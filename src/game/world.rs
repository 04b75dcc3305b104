// GameWorld struct and per-tick simulation
//
// This module contains the GameWorld struct which owns the player and every
// entity manager, plus the WorldState counters for the current run. One call to
// GameWorld::tick advances the open world in a fixed order:
// player -> obstacles -> coins -> enemies -> collision resolution.

use crate::battle::{BattleOutcome, BattleSystem};
use crate::coin::CoinManager;
use crate::config::{GameConfig, WorldConfig};
use crate::enemy::{EnemyManager, EnemyReport};
use crate::obstacle::ObstacleManager;
use crate::player::{Character, Player};
use rand::Rng;
use tracing::info;

/// Counters for the current run plus the session wallet
#[derive(Debug, Clone, PartialEq)]
pub struct WorldState {
    pub score: f32,
    /// Coins picked up this run
    pub run_coins: u32,
    /// Coins banked across runs for the shop; not persisted
    pub wallet: u32,
    pub tick: u64,
    pub scroll_speed: f32,
}

impl WorldState {
    pub fn new(scroll_speed: f32) -> Self {
        WorldState {
            score: 0.0,
            run_coins: 0,
            wallet: 0,
            tick: 0,
            scroll_speed,
        }
    }

    /// Clears per-run counters; the wallet carries over
    pub fn reset_run(&mut self, scroll_speed: f32) {
        self.score = 0.0;
        self.run_coins = 0;
        self.tick = 0;
        self.scroll_speed = scroll_speed;
    }

    pub fn add_coins(&mut self, coins: u32) {
        self.run_coins += coins;
        self.wallet += coins;
    }
}

/// What one tick decided about the flow of the game
#[derive(Debug, Clone, Copy, PartialEq, Eq)]
pub enum TickOutcome {
    Continue,
    GameOver,
    /// Score crossed an open battle threshold. The duel starts when the
    /// Battle screen is entered.
    BattleTriggered(u32),
    BattleWon { bonus: u32 },
    BattleLost,
}

/// Everything the collision step needs besides the entities themselves
#[derive(Debug, Clone, Copy)]
pub struct TickRules {
    pub coin_multiplier: u32,
    pub score_per_tick: f32,
    pub kill_score: f32,
}

impl TickRules {
    pub fn from_world(world: &WorldConfig, coin_multiplier: u32) -> Self {
        TickRules {
            coin_multiplier,
            score_per_tick: world.score_per_tick,
            kill_score: world.kill_score,
        }
    }
}

/// GameWorld owns every entity of a run
pub struct GameWorld {
    pub player: Player,
    pub obstacles: ObstacleManager,
    pub coins: CoinManager,
    pub enemies: EnemyManager,
    pub battles: BattleSystem,
    pub state: WorldState,
    config: GameConfig,
}

impl GameWorld {
    pub fn new(config: &GameConfig) -> Self {
        let world = &config.world;
        GameWorld {
            player: Player::new(Character::Single, &config.player, world.ground_y),
            obstacles: ObstacleManager::new(
                config.obstacles.clone(),
                world.viewport_width,
                world.ground_y,
            ),
            coins: CoinManager::new(config.coins.clone(), world.viewport_width),
            enemies: EnemyManager::new(config.enemies.clone(), world.viewport_width, world.ground_y),
            battles: BattleSystem::new(config.battle.clone(), world.viewport_width, world.ground_y),
            state: WorldState::new(world.base_scroll_speed),
            config: config.clone(),
        }
    }

    /// Empties every manager and starts a fresh run with `player`
    pub fn start_run(&mut self, player: Player) {
        self.clear();
        info!(character = player.character.name(), "run started");
        self.player = player;
    }

    /// Drops all entities and per-run counters; the wallet is kept
    pub fn clear(&mut self) {
        self.obstacles.clear();
        self.coins.clear();
        self.enemies.reset();
        self.battles.reset();
        self.state.reset_run(self.config.world.base_scroll_speed);
        self.player
            .reset_position(self.config.player.start_x, self.config.world.ground_y);
    }

    /// The speed every scrolling entity moves left this tick
    pub fn effective_scroll_speed(&self) -> f32 {
        self.state.scroll_speed * self.player.speed_multiplier
    }

    /// Fires a player bullet in the open world
    pub fn shoot(&mut self) {
        self.enemies
            .spawn_player_bullet(&self.player.rect, self.player.attack_power);
        self.player
            .trigger_shooting_pose(self.config.player.shoot_pose_ticks);
    }

    /// Fires at the boss; returns false while the cooldown runs
    pub fn shoot_in_battle(&mut self) -> bool {
        let fired = self.battles.player_fire(&self.player.rect);
        if fired {
            self.player
                .trigger_shooting_pose(self.config.player.shoot_pose_ticks);
        }
        fired
    }

    /// One open-world tick
    pub fn tick<R: Rng + ?Sized>(&mut self, rules: TickRules, rng: &mut R) -> TickOutcome {
        self.state.tick += 1;
        self.player.update();

        let scroll_speed = self.effective_scroll_speed();
        self.obstacles.update(scroll_speed, rng);
        self.coins.update(scroll_speed, &self.obstacles, rng);
        let report = self
            .enemies
            .update(scroll_speed, Some(&self.player.rect), rng);

        let outcome = resolve_collisions(
            &mut self.state,
            &mut self.player,
            &self.obstacles,
            &mut self.coins,
            report,
            rules,
        );
        if outcome != TickOutcome::Continue {
            return outcome;
        }

        match self.battles.check_trigger(self.state.score) {
            Some(threshold) => TickOutcome::BattleTriggered(threshold),
            None => TickOutcome::Continue,
        }
    }

    /// Starts the duel for the lowest open threshold the score has reached
    pub fn begin_battle(&mut self) -> Option<u32> {
        let threshold = self.battles.check_trigger(self.state.score)?;
        self.battles.start(threshold);
        Some(threshold)
    }

    /// One battle tick. Scrolling is frozen; only the player and the duel move.
    pub fn battle_tick(&mut self) -> TickOutcome {
        self.state.tick += 1;
        self.player.update();

        let outcome = self
            .battles
            .update(&self.player.rect, self.player.is_invincible());
        match outcome {
            BattleOutcome::Ongoing => TickOutcome::Continue,
            BattleOutcome::Victory => {
                let bonus = self.battles.finish(outcome);
                self.state.score += bonus as f32;
                TickOutcome::BattleWon { bonus }
            }
            BattleOutcome::Defeat => {
                self.battles.finish(outcome);
                TickOutcome::BattleLost
            }
        }
    }
}

/// Applies this tick's contacts to the run counters and the player
pub fn resolve_collisions(
    state: &mut WorldState,
    player: &mut Player,
    obstacles: &ObstacleManager,
    coins: &mut CoinManager,
    report: EnemyReport,
    rules: TickRules,
) -> TickOutcome {
    if obstacles.check_collisions(&player.rect) && !player.is_invincible() {
        return TickOutcome::GameOver;
    }

    let collected = coins.check_collections(&player.rect, rules.coin_multiplier);
    state.add_coins(collected);

    if report.player_hit && player.take_hit() {
        return TickOutcome::GameOver;
    }

    state.score += report.kills as f32 * rules.kill_score;
    state.score += rules.score_per_tick;

    TickOutcome::Continue
}
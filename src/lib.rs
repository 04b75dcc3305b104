//! Side-scrolling runner
//!
//! The simulation core (geometry, player physics, entity managers, battles,
//! shop, saves and the screen state machine) has no graphics dependency and is
//! driven entirely by discrete `GameInput` events plus one `Game::update` call
//! per fixed tick. The SDL2 window lives in `frontend` behind the `sdl` feature.

pub mod animation;
pub mod assets;
pub mod battle;
pub mod coin;
pub mod collision;
pub mod config;
pub mod enemy;
pub mod game;
pub mod obstacle;
pub mod player;
pub mod save;
pub mod shop;

#[cfg(feature = "sdl")]
pub mod frontend;
//! Screen drawing
//!
//! Every entity is drawn from its core `Rect`. When the matching image was
//! resolved at startup it is copied onto that rect; otherwise the rect is
//! filled with the asset's placeholder colour.
//!
//! # Layers (back to front)
//!
//! 1. Background and ground line
//! 2. Obstacles, coins, monsters, bullets
//! 3. Boss and battle bullets (battle screen only)
//! 4. Player
//! 5. HUD text and bars
//! 6. Screen overlays (pause, game over)

use super::text::{draw_text, draw_text_centered};
use crate::assets::{AssetKind, AssetResolver, ResolvedAsset, Rgb};
use crate::collision::Rect;
use crate::game::{Game, Screen};
use crate::player::{Character, PlayerDrawState};
use crate::shop::ShopItem;
use rand::Rng;
use sdl2::image::LoadTexture;
use sdl2::pixels::Color;
use sdl2::render::{BlendMode, Canvas, Texture, TextureCreator};
use sdl2::video::{Window, WindowContext};
use std::collections::HashMap;
use tracing::warn;

const WHITE: Color = Color::RGB(255, 255, 255);
const BLACK: Color = Color::RGB(0, 0, 0);
const GOLD: Color = Color::RGB(255, 215, 0);
const GROUND: Color = Color::RGB(90, 60, 30);

pub fn color(rgb: Rgb) -> Color {
    Color::RGB(rgb.0, rgb.1, rgb.2)
}

pub fn to_sdl_rect(rect: &Rect) -> sdl2::rect::Rect {
    sdl2::rect::Rect::new(
        rect.x.round() as i32,
        rect.y.round() as i32,
        rect.w.max(1.0) as u32,
        rect.h.max(1.0) as u32,
    )
}

/// Loaded textures, keyed by what they draw
pub struct SpriteSet<'a> {
    textures: HashMap<AssetKind, Texture<'a>>,
    frames: HashMap<Character, Vec<Texture<'a>>>,
}

impl<'a> SpriteSet<'a> {
    /// Loads whatever the resolver finds; failures fall back to placeholders
    pub fn load(creator: &'a TextureCreator<WindowContext>, resolver: &AssetResolver) -> Self {
        let mut textures = HashMap::new();
        for kind in AssetKind::all() {
            if let ResolvedAsset::Image(path) = resolver.resolve(kind) {
                match creator.load_texture(&path) {
                    Ok(texture) => {
                        textures.insert(kind, texture);
                    }
                    Err(e) => warn!(?kind, path = %path.display(), error = %e, "image failed to load"),
                }
            }
        }

        let mut frames = HashMap::new();
        for character in [Character::Single, Character::Double] {
            let loaded: Vec<Texture<'a>> = resolver
                .player_frames(character)
                .iter()
                .filter_map(|path| match creator.load_texture(path) {
                    Ok(texture) => Some(texture),
                    Err(e) => {
                        warn!(path = %path.display(), error = %e, "frame failed to load");
                        None
                    }
                })
                .collect();
            frames.insert(character, loaded);
        }

        SpriteSet { textures, frames }
    }

    pub fn frame_count(&self, character: Character) -> usize {
        self.frames.get(&character).map_or(0, Vec::len)
    }

    pub fn has(&self, kind: AssetKind) -> bool {
        self.textures.contains_key(&kind)
    }

    /// Draws `kind` onto `rect`, or its placeholder colour
    fn draw(&mut self, canvas: &mut Canvas<Window>, kind: AssetKind, rect: &Rect, alpha: u8) -> Result<(), String> {
        let dst = to_sdl_rect(rect);
        match self.textures.get_mut(&kind) {
            Some(texture) => {
                texture.set_alpha_mod(alpha);
                canvas.copy(texture, None, dst)
            }
            None => {
                let Rgb(r, g, b) = kind.placeholder();
                canvas.set_draw_color(Color::RGBA(r, g, b, alpha));
                canvas.fill_rect(dst)
            }
        }
    }
}

/// Colours for a horizontal bar
#[derive(Debug, Clone)]
pub struct BarStyle {
    pub width: u32,
    pub height: u32,
    pub background_color: Color,
    pub fill_color: Color,
    /// Used below 30%
    pub low_color: Color,
}

impl Default for BarStyle {
    fn default() -> Self {
        BarStyle {
            width: 50,
            height: 6,
            background_color: Color::RGB(50, 50, 50),
            fill_color: Color::RGB(0, 200, 0),
            low_color: Color::RGB(200, 0, 0),
        }
    }
}

impl BarStyle {
    pub fn render(&self, canvas: &mut Canvas<Window>, x: i32, y: i32, ratio: f32) -> Result<(), String> {
        let ratio = ratio.clamp(0.0, 1.0);

        canvas.set_draw_color(self.background_color);
        canvas.fill_rect(sdl2::rect::Rect::new(x, y, self.width, self.height))?;

        let filled = (self.width as f32 * ratio) as u32;
        if filled > 0 {
            canvas.set_draw_color(if ratio < 0.3 { self.low_color } else { self.fill_color });
            canvas.fill_rect(sdl2::rect::Rect::new(x, y, filled, self.height))?;
        }

        canvas.set_draw_color(BLACK);
        canvas.draw_rect(sdl2::rect::Rect::new(x, y, self.width, self.height))
    }
}

/// Draws one full frame for the current screen
pub fn render_frame<R: Rng>(
    canvas: &mut Canvas<Window>,
    sprites: &mut SpriteSet,
    game: &Game<R>,
) -> Result<(), String> {
    canvas.set_blend_mode(BlendMode::Blend);
    canvas.set_draw_color(BLACK);
    canvas.clear();

    match game.screen() {
        Screen::Title => draw_title(canvas, game)?,
        Screen::Menu => draw_menu(canvas, game)?,
        Screen::Shop => draw_shop(canvas, game)?,
        Screen::Playing | Screen::Battle => draw_world(canvas, sprites, game)?,
        Screen::Paused => {
            draw_world(canvas, sprites, game)?;
            draw_overlay(canvas, game, "PAUSED", "P TO RESUME  ESC FOR MENU")?;
        }
        Screen::GameOver => {
            draw_world(canvas, sprites, game)?;
            let hint = format!(
                "R TO RESTART  ESC FOR MENU ({})",
                game.game_over_ticks_left() / game.config().world.fps.max(1) + 1
            );
            draw_overlay(canvas, game, "GAME OVER", &hint)?;
        }
    }

    canvas.present();
    Ok(())
}

fn center_x<R: Rng>(game: &Game<R>) -> i32 {
    (game.config().world.viewport_width / 2.0) as i32
}

fn draw_title<R: Rng>(canvas: &mut Canvas<Window>, game: &Game<R>) -> Result<(), String> {
    let cx = center_x(game);
    draw_text_centered(canvas, "RUNNER", cx, 180, GOLD, 6)?;
    draw_text_centered(canvas, "PRESS ENTER", cx, 340, WHITE, 3)
}

fn draw_menu<R: Rng>(canvas: &mut Canvas<Window>, game: &Game<R>) -> Result<(), String> {
    let cx = center_x(game);
    let layout = game.layout();
    draw_text_centered(canvas, "CHOOSE A RUNNER", cx, 120, WHITE, 4)?;

    for (rect, character) in [
        (&layout.character_one, Character::Single),
        (&layout.character_two, Character::Double),
    ] {
        canvas.set_draw_color(color(character.placeholder_color()));
        canvas.fill_rect(to_sdl_rect(rect))?;
        let label = format!("{} {}", character.id(), character.name());
        draw_text_centered(canvas, &label, rect.center_x() as i32, rect.bottom() as i32 + 8, WHITE, 1)?;
    }

    canvas.set_draw_color(Color::RGB(120, 30, 30));
    canvas.fill_rect(to_sdl_rect(&layout.quit))?;
    draw_text_centered(canvas, "QUIT", layout.quit.center_x() as i32, layout.quit.y as i32 + 20, WHITE, 3)?;

    let profile = match game.saves().current_save_info() {
        Some(info) => format!("{}  BEST {}  COINS {}", info.player_name, info.high_score, info.total_coins),
        None => "NO PROFILE - N TO CREATE".to_string(),
    };
    draw_text(canvas, &profile, 10, 10, WHITE, 2)?;
    draw_text(canvas, &format!("WALLET {}  S SHOP", game.world().state.wallet), 10, 32, GOLD, 2)?;

    for (i, entry) in game.saves().leaderboard(3).iter().enumerate() {
        let line = format!("{}. {} {}", i + 1, entry.player_name, entry.high_score);
        draw_text(canvas, &line, 10, 540 + i as i32 * 16, WHITE, 2)?;
    }
    Ok(())
}

fn draw_shop<R: Rng>(canvas: &mut Canvas<Window>, game: &Game<R>) -> Result<(), String> {
    let cx = center_x(game);
    draw_text_centered(canvas, "SHOP", cx, 60, GOLD, 5)?;
    draw_text_centered(
        canvas,
        &format!("WALLET {}", game.world().state.wallet),
        cx,
        130,
        WHITE,
        2,
    )?;

    for (slot, item) in game.layout().shop_slots.iter().zip(ShopItem::all()) {
        let owned = game.shop().owns(item);
        canvas.set_draw_color(if owned { Color::RGB(30, 90, 30) } else { Color::RGB(40, 60, 100) });
        canvas.fill_rect(to_sdl_rect(slot))?;

        let status = if owned {
            "OWNED".to_string()
        } else {
            game.shop().price(item).to_string()
        };
        let label = format!("{} {}", item.name(), status);
        draw_text_centered(canvas, &label, slot.center_x() as i32, slot.y as i32 + 28, WHITE, 2)?;
    }

    draw_text_centered(canvas, "1-3 TO BUY  ESC TO LEAVE", cx, 520, WHITE, 2)
}

fn draw_world<R: Rng>(canvas: &mut Canvas<Window>, sprites: &mut SpriteSet, game: &Game<R>) -> Result<(), String> {
    let config = &game.config().world;
    let world = game.world();
    let coin_fade = game.config().coins.collect_animation_ticks;

    let screen_rect = Rect::new(0.0, 0.0, config.viewport_width, config.viewport_height);
    sprites.draw(canvas, AssetKind::Background, &screen_rect, 255)?;
    canvas.set_draw_color(GROUND);
    canvas.fill_rect(to_sdl_rect(&Rect::new(
        0.0,
        config.ground_y,
        config.viewport_width,
        config.viewport_height - config.ground_y,
    )))?;

    for obstacle in world.obstacles.obstacles() {
        sprites.draw(canvas, AssetKind::Obstacle, &obstacle.rect, 255)?;
    }
    for coin in world.coins.coins() {
        sprites.draw(canvas, AssetKind::Coin, &coin.rect, coin.alpha(coin_fade))?;
    }

    let enemy_bar = BarStyle::default();
    for monster in world.enemies.monsters() {
        sprites.draw(canvas, AssetKind::Monster, &monster.rect, 255)?;
        enemy_bar.render(canvas, monster.rect.x as i32, monster.rect.y as i32 - 10, monster.health_ratio())?;
    }
    for bullet in world.enemies.bullets() {
        sprites.draw(canvas, AssetKind::Bullet, &bullet.rect, 255)?;
    }

    if let Some(battle) = world.battles.battle() {
        sprites.draw(canvas, AssetKind::Boss, &battle.boss.rect, 255)?;
        let boss_bar = BarStyle {
            width: 200,
            height: 12,
            fill_color: Color::RGB(200, 60, 60),
            ..BarStyle::default()
        };
        boss_bar.render(canvas, config.viewport_width as i32 - 220, 20, battle.boss.health_ratio())?;

        let player_bar = BarStyle {
            width: 200,
            height: 12,
            ..BarStyle::default()
        };
        let ratio = battle.player_health as f32 / battle.player_max_health.max(1) as f32;
        player_bar.render(canvas, 20, 70, ratio)?;

        for bullet in battle.player_bullets.iter().chain(&battle.boss_bullets) {
            sprites.draw(canvas, AssetKind::Bullet, &bullet.rect, 255)?;
        }
    }

    draw_player(canvas, sprites, game)?;
    draw_hud(canvas, game)
}

fn draw_player<R: Rng>(canvas: &mut Canvas<Window>, sprites: &mut SpriteSet, game: &Game<R>) -> Result<(), String> {
    let player = &game.world().player;
    let dst = to_sdl_rect(&player.rect);

    match player.draw_state(sprites.has(AssetKind::ShootPose)) {
        PlayerDrawState::Hidden => Ok(()),
        PlayerDrawState::ShootPose => sprites.draw(canvas, AssetKind::ShootPose, &player.rect, 255),
        PlayerDrawState::Frame(index) => match sprites
            .frames
            .get(&player.character)
            .and_then(|frames| frames.get(index))
        {
            Some(texture) => canvas.copy(texture, None, dst),
            None => {
                canvas.set_draw_color(color(player.character.placeholder_color()));
                canvas.fill_rect(dst)
            }
        },
        PlayerDrawState::Placeholder(rgb) => {
            canvas.set_draw_color(color(rgb));
            canvas.fill_rect(dst)
        }
    }
}

fn draw_hud<R: Rng>(canvas: &mut Canvas<Window>, game: &Game<R>) -> Result<(), String> {
    let state = &game.world().state;
    let player = &game.world().player;

    draw_text(canvas, &format!("SCORE {}", state.score as u64), 20, 20, WHITE, 2)?;
    draw_text(canvas, &format!("COINS {}", state.run_coins), 20, 44, GOLD, 2)?;
    if game.world().battles.battle().is_none() {
        draw_text(canvas, &format!("HP {}", player.health), 20, 68, WHITE, 2)?;
    }
    if let Some(buff) = player.buff() {
        let label = format!("{:?} {}", buff.kind, buff.ticks_left / game.config().world.fps.max(1));
        draw_text(canvas, &label, 20, 92, Color::RGB(120, 200, 255), 2)?;
    }
    Ok(())
}

fn draw_overlay<R: Rng>(canvas: &mut Canvas<Window>, game: &Game<R>, title: &str, hint: &str) -> Result<(), String> {
    let config = &game.config().world;
    canvas.set_draw_color(Color::RGBA(0, 0, 0, 170));
    canvas.fill_rect(None)?;

    let cx = center_x(game);
    let mid = (config.viewport_height / 2.0) as i32;
    draw_text_centered(canvas, title, cx, mid - 60, WHITE, 6)?;
    draw_text_centered(
        canvas,
        &format!("SCORE {}  COINS {}", game.world().state.score as u64, game.world().state.run_coins),
        cx,
        mid + 10,
        GOLD,
        2,
    )?;
    draw_text_centered(canvas, hint, cx, mid + 50, WHITE, 2)
}
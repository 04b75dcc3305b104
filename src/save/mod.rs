//! Save/Load system for runner profiles
//!
//! This module provides the profile store:
//! - JSON-based save file (human-readable, debuggable)
//! - Any number of named profiles ("Save 1", "Save 2", ...)
//! - Per-character stats, achievements and leaderboards
//! - Atomic rewrite after every change
//!
//! # Architecture
//!
//! - `types`: Save data structures and error types
//! - `manager`: SaveSystem for profile operations and file I/O
//!
//! # Example Usage
//!
//! ```ignore
//! let mut saves = SaveSystem::open(SaveSystem::default_path("game_saves.json"));
//! saves.create_new_save();
//! saves.update_save(1500, 120, 1);
//! let top = saves.leaderboard(5);
//! ```

pub mod manager;
pub mod types;

// Re-export commonly used types
pub use manager::SaveSystem;
pub use types::*;
use runner::assets::AssetResolver;
use runner::config::{DEFAULT_CONFIG_FILE, GameConfig};
use runner::frontend::{InputSystem, SpriteSet, render_frame};
use runner::game::Game;
use runner::player::Character;
use runner::save::SaveSystem;
use std::time::{Duration, Instant};
use tracing::info;
use tracing_subscriber::EnvFilter;

fn init_tracing() {
    let filter = EnvFilter::try_from_default_env().unwrap_or_else(|_| EnvFilter::new("info"));
    tracing_subscriber::fmt()
        .with_env_filter(filter)
        .with_target(false)
        .compact()
        .init();
}

fn main() -> Result<(), String> {
    init_tracing();

    let config = GameConfig::load_or_default(DEFAULT_CONFIG_FILE);
    let save_path = SaveSystem::default_path(&config.saves.file_name);
    info!(save_path = %save_path.display(), "starting runner");

    let sdl_context = sdl2::init()?;
    let video_subsystem = sdl_context.video()?;
    let _image_context = sdl2::image::init(sdl2::image::InitFlag::PNG | sdl2::image::InitFlag::JPG)?;

    let width = config.world.viewport_width as u32;
    let height = config.world.viewport_height as u32;
    let window = video_subsystem
        .window("Runner", width, height)
        .position_centered()
        .build()
        .map_err(|e| e.to_string())?;

    let mut canvas = window.into_canvas().build().map_err(|e| e.to_string())?;
    // Mouse events arrive in logical coordinates
    canvas.set_logical_size(width, height).map_err(|e| e.to_string())?;

    let texture_creator = canvas.texture_creator();
    let mut event_pump = sdl_context.event_pump()?;

    let resolver = AssetResolver::new(".");
    let mut sprites = SpriteSet::load(&texture_creator, &resolver);

    let frame_time = Duration::from_secs_f64(1.0 / f64::from(config.world.fps.max(1)));
    let mut game = Game::new(config, save_path);
    for character in [Character::Single, Character::Double] {
        game.set_frame_count(character, sprites.frame_count(character));
    }

    while game.is_running() {
        let frame_start = Instant::now();

        for input in InputSystem::poll_events(&mut event_pump, game.screen()) {
            game.handle_input(input);
        }
        game.update();
        render_frame(&mut canvas, &mut sprites, &game)?;

        if let Some(remaining) = frame_time.checked_sub(frame_start.elapsed()) {
            std::thread::sleep(remaining);
        }
    }

    info!("shutting down");
    Ok(())
}
//! SDL2 window frontend
//!
//! Compiled only with the `sdl` feature. Owns nothing of the simulation: it
//! maps events to `GameInput`, and draws whatever `Game` exposes.

pub mod input;
pub mod render;
pub mod text;

pub use input::InputSystem;
pub use render::{SpriteSet, render_frame};
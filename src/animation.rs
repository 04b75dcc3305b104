/// Which visual the player should be drawn with this frame.
///
/// Game Dev Pattern: Priority-based state selection. The player decides the
/// state, the frontend only maps it to a texture or a rectangle.
#[derive(Debug, Clone, Copy, PartialEq, Eq, Default)]
pub enum AnimationState {
    #[default]
    Running,
    Jumping,
    Shooting,
}

/// Tick-driven cyclic frame index.
///
/// Advances `current` by one every `ticks_per_frame` ticks and wraps at
/// `frame_count`. With zero or one frame loaded it never moves.
#[derive(Debug, Clone, PartialEq, Eq)]
pub struct FrameCycle {
    frame_count: usize,
    ticks_per_frame: u32,
    current: usize,
    counter: u32,
}

impl FrameCycle {
    pub fn new(frame_count: usize, ticks_per_frame: u32) -> Self {
        FrameCycle {
            frame_count,
            ticks_per_frame: ticks_per_frame.max(1),
            current: 0,
            counter: 0,
        }
    }

    pub fn set_frame_count(&mut self, frame_count: usize) {
        self.frame_count = frame_count;
        self.reset();
    }

    pub fn frame_count(&self) -> usize {
        self.frame_count
    }

    pub fn current(&self) -> usize {
        self.current
    }

    pub fn tick(&mut self) {
        if self.frame_count <= 1 {
            return;
        }

        self.counter += 1;
        if self.counter >= self.ticks_per_frame {
            self.counter = 0;
            self.current = (self.current + 1) % self.frame_count;
        }
    }

    pub fn reset(&mut self) {
        self.current = 0;
        self.counter = 0;
    }
}

#[cfg(test)]
mod tests {
    use super::*;

    #[test]
    fn test_default_state_is_running() {
        assert_eq!(AnimationState::default(), AnimationState::Running);
    }

    #[test]
    fn test_frame_advances_every_n_ticks() {
        let mut cycle = FrameCycle::new(3, 10);

        for _ in 0..9 {
            cycle.tick();
        }
        assert_eq!(cycle.current(), 0);

        cycle.tick();
        assert_eq!(cycle.current(), 1);
    }

    #[test]
    fn test_frame_wraps() {
        let mut cycle = FrameCycle::new(2, 1);
        cycle.tick();
        cycle.tick();
        assert_eq!(cycle.current(), 0);
    }

    #[test]
    fn test_single_frame_never_moves() {
        let mut cycle = FrameCycle::new(1, 1);
        for _ in 0..50 {
            cycle.tick();
        }
        assert_eq!(cycle.current(), 0);

        let mut empty = FrameCycle::new(0, 1);
        empty.tick();
        assert_eq!(empty.current(), 0);
    }
}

# # # # #

* WHAT YOU WILL DO *
How many lines in the records above contain the word "ResolvedAsset"? State that number and nothing more.

* TASK ANSWER *
2